>>>>>

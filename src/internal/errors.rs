use quick_error::quick_error;

quick_error! {
  #[derive(Debug, PartialEq)]
  pub enum PreErrors {
      GenericError {
        display("Generic error")
      }
      CiphertextError {
        display("Cipertext error")
      }
      EncryptionError {
        display("Encryption error")
      }
      DecryptionError {
        display("Decryption error")
      }
      DerivationError {
        display("Key Derivation error")
      }
      InvalidProvidedKeys {
        display("The provided key(s) is(are) not valid")
      }
      InvalidKFragThreshold {
        display("The threshold in input is not valid")
      }
      KeysParametersNotEq {
        display("Keys parameters are not the same")
      }
      InvalidCFrag {
        display("The cfrag given in input is not valid")
      }
      CFragNoProofProvided {
        display("The cfrag given in input has no proof")
      }
      CapsuleNoCorrectnessProvided {
        display("The capsule given in input has no complete correctness key set")
      }
      CapsuleNoCFrags {
        display("The capsule given in input has no attached cfrags")
      }
      InvalidKFrag {
        display("The input parameters are not valid")
      }
      InvalidCapsule {
        display("The capsule is not valid")
      }
      InvalidBytes {
        display("The bytes given in input are not valid")
      }
      Backend(msg: String) {
        display("Curve backend error: {}", msg)
      }
  }
}

impl From<openssl::error::ErrorStack> for PreErrors {
    fn from(err: openssl::error::ErrorStack) -> Self {
        PreErrors::Backend(err.to_string())
    }
}
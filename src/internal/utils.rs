use crate::internal::curve::CurveBN;

use sha2::{Digest, Sha512};

const CONSTANT_DIGEST_LENGTH: usize = 8;

/// Short domain-separation tag derived from a constant's name.
pub fn new_constant_sorrow(name: &str) -> Vec<u8> {
    let mut hasher = Sha512::new();
    hasher.update(name);
    hasher.finalize()[..CONSTANT_DIGEST_LENGTH].to_vec()
}

/// Lagrange coefficient at zero for `id_i` over `selected_ids`.
pub fn lambda_coeff(id_i: &CurveBN, selected_ids: &[CurveBN]) -> CurveBN {
    let mut res = CurveBN::from_u32(1, id_i.params());
    for id_j in selected_ids.iter().filter(|id_j| *id_j != id_i) {
        res = &(&res * id_j) / &(id_j - id_i);
    }
    res
}

/// Horner evaluation of `coeffs[0] + coeffs[1] x + ...` at `x`.
pub fn poly_eval(coeffs: &[CurveBN], x: &CurveBN) -> CurveBN {
    let (last, rest) = coeffs.split_last().expect("Polynomial without coefficients");
    rest.iter()
        .rev()
        .fold(last.clone(), |acc, coeff| &(&acc * x) + coeff)
}
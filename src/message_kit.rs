//! Data source side ("Enrico"): encrypts signed payloads under a policy key.

use crate::errors::{ReaderErrors, Result};
use crate::pre::{encrypt, Capsule, CurvePoint, Params, Signature, Signer};

use std::rc::Rc;
use std::time::{Duration, SystemTime, UNIX_EPOCH};

use serde::{Deserialize, Serialize};

/// A data source bound to one policy public key.
///
/// Built with a signer when producing kits; the recipient rebuilds it
/// from the two public keys only, which is enough to verify.
pub struct DataSource {
    policy_pubkey: CurvePoint,
    verifying_key: CurvePoint,
    signer: Option<Signer>,
}

impl DataSource {
    pub fn new(policy_pubkey: &CurvePoint) -> Self {
        let signer = Signer::new(policy_pubkey.params());
        DataSource {
            policy_pubkey: policy_pubkey.clone(),
            verifying_key: signer.public_key().clone(),
            signer: Some(signer),
        }
    }

    pub fn from_public_keys(policy_pubkey: &CurvePoint, verifying_key: &CurvePoint) -> Self {
        DataSource {
            policy_pubkey: policy_pubkey.clone(),
            verifying_key: verifying_key.clone(),
            signer: None,
        }
    }

    pub fn policy_pubkey(&self) -> &CurvePoint {
        &self.policy_pubkey
    }

    pub fn verifying_key(&self) -> &CurvePoint {
        &self.verifying_key
    }

    /// Fails with `InvalidKit` on a verify-only data source.
    pub fn encrypt_message(&self, msg: &str, timestamp: SystemTime) -> Result<MessageKit> {
        let payload = Plaintext::new(msg, timestamp).to_json()?;
        self.encrypt_raw(&payload)
    }

    /// Signs and encrypts an already serialized payload.
    pub(crate) fn encrypt_raw(&self, payload: &[u8]) -> Result<MessageKit> {
        let signer = self
            .signer
            .as_ref()
            .ok_or(ReaderErrors::InvalidKit("data source has no signing key"))?;
        let mut signed = signer.sign_sha2(payload).to_bytes();
        signed.extend_from_slice(payload);

        let (ciphertext, capsule) = encrypt(&self.policy_pubkey, &signed)?;
        Ok(MessageKit {
            sender_verifying_key: self.verifying_key.clone(),
            capsule,
            ciphertext,
        })
    }

    /// Splits `signature || payload` and checks the signature.
    pub(crate) fn verify_signed(&self, signed: &[u8]) -> Result<Vec<u8>> {
        let params = self.verifying_key.params();
        let sig_len = Signature::expected_bytes_length(params);
        if signed.len() < sig_len {
            return Err(ReaderErrors::InvalidSignature);
        }
        let (sig, payload) = signed.split_at(sig_len);
        let sig = Signature::from_bytes(sig, params).map_err(|_| ReaderErrors::InvalidSignature)?;
        if !sig.verify_sha2(payload, &self.verifying_key) {
            return Err(ReaderErrors::InvalidSignature);
        }
        Ok(payload.to_vec())
    }
}

/// What the data source publishes per message.
///
/// Wire layout: `verifying_key || capsule || ciphertext`.
#[derive(Debug)]
pub struct MessageKit {
    pub sender_verifying_key: CurvePoint,
    pub capsule: Capsule,
    pub ciphertext: Vec<u8>,
}

impl MessageKit {
    pub fn to_bytes(&self) -> Vec<u8> {
        let mut bytes = self.sender_verifying_key.to_bytes();
        bytes.extend_from_slice(&self.capsule.to_bytes());
        bytes.extend_from_slice(&self.ciphertext);
        bytes
    }

    pub fn from_bytes(bytes: &[u8], params: &Rc<Params>) -> Result<Self> {
        let key_len = CurvePoint::expected_bytes_length(params);
        let capsule_len = Capsule::expected_bytes_length(params);
        if bytes.len() <= key_len + capsule_len {
            return Err(ReaderErrors::InvalidKit("truncated"));
        }
        let (key, rest) = bytes.split_at(key_len);
        let (capsule, ciphertext) = rest.split_at(capsule_len);

        let sender_verifying_key = CurvePoint::from_bytes(key, params)
            .map_err(|_| ReaderErrors::InvalidKit("bad sender key"))?;
        let capsule = Capsule::from_bytes(capsule, params)
            .map_err(|_| ReaderErrors::InvalidKit("bad capsule"))?;
        Ok(MessageKit {
            sender_verifying_key,
            capsule,
            ciphertext: ciphertext.to_vec(),
        })
    }
}

#[derive(Serialize, Deserialize)]
struct PlaintextRecord {
    msg: String,
    timestamp: u64,
}

/// A decrypted payload: the message and when the data source produced it.
#[derive(Debug, Clone, PartialEq)]
pub struct Plaintext {
    pub msg: Vec<u8>,
    pub timestamp: SystemTime,
}

impl Plaintext {
    pub fn new(msg: &str, timestamp: SystemTime) -> Self {
        Plaintext {
            msg: msg.as_bytes().to_vec(),
            timestamp,
        }
    }

    /// `{"msg": "...", "timestamp": <unix seconds>}`. Pre-epoch times are
    /// rejected.
    pub fn to_json(&self) -> Result<Vec<u8>> {
        let record = PlaintextRecord {
            msg: String::from_utf8_lossy(&self.msg).into_owned(),
            timestamp: self
                .timestamp
                .duration_since(UNIX_EPOCH)
                .map_err(|_| ReaderErrors::InvalidTimestamp)?
                .as_secs(),
        };
        Ok(serde_json::to_vec(&record)?)
    }

    pub fn from_json(bytes: &[u8]) -> Result<Self> {
        let record: PlaintextRecord = serde_json::from_slice(bytes)?;
        let timestamp = UNIX_EPOCH
            .checked_add(Duration::from_secs(record.timestamp))
            .ok_or(ReaderErrors::InvalidTimestamp)?;
        Ok(Plaintext {
            msg: record.msg.into_bytes(),
            timestamp,
        })
    }
}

<<<<<

After locating the line holding "verifying_key: &CurvePoint) ->" above, output exactly that line and every line after it through the line holding "if !sig.verify_sha2(payload, &self.verifying_key)". Include nothing else.

    pub fn from_public_keys(policy_pubkey: &CurvePoint, verifying_key: &CurvePoint) -> Self {
        DataSource {
            policy_pubkey: policy_pubkey.clone(),
            verifying_key: verifying_key.clone(),
            signer: None,
        }
    }

    pub fn policy_pubkey(&self) -> &CurvePoint {
        &self.policy_pubkey
    }

    pub fn verifying_key(&self) -> &CurvePoint {
        &self.verifying_key
    }

    /// Fails with `InvalidKit` on a verify-only data source.
    pub fn encrypt_message(&self, msg: &str, timestamp: SystemTime) -> Result<MessageKit> {
        let payload = Plaintext::new(msg, timestamp).to_json()?;
        self.encrypt_raw(&payload)
    }

    /// Signs and encrypts an already serialized payload.
    pub(crate) fn encrypt_raw(&self, payload: &[u8]) -> Result<MessageKit> {
        let signer = self
            .signer
            .as_ref()
            .ok_or(ReaderErrors::InvalidKit("data source has no signing key"))?;
        let mut signed = signer.sign_sha2(payload).to_bytes();
        signed.extend_from_slice(payload);

        let (ciphertext, capsule) = encrypt(&self.policy_pubkey, &signed)?;
        Ok(MessageKit {
            sender_verifying_key: self.verifying_key.clone(),
            capsule,
            ciphertext,
        })
    }

    /// Splits `signature || payload` and checks the signature.
    pub(crate) fn verify_signed(&self, signed: &[u8]) -> Result<Vec<u8>> {
        let params = self.verifying_key.params();
        let sig_len = Signature::expected_bytes_length(params);
        if signed.len() < sig_len {
            return Err(ReaderErrors::InvalidSignature);
        }
        let (sig, payload) = signed.split_at(sig_len);
        let sig = Signature::from_bytes(sig, params).map_err(|_| ReaderErrors::InvalidSignature)?;
        if !sig.verify_sha2(payload, &self.verifying_key) {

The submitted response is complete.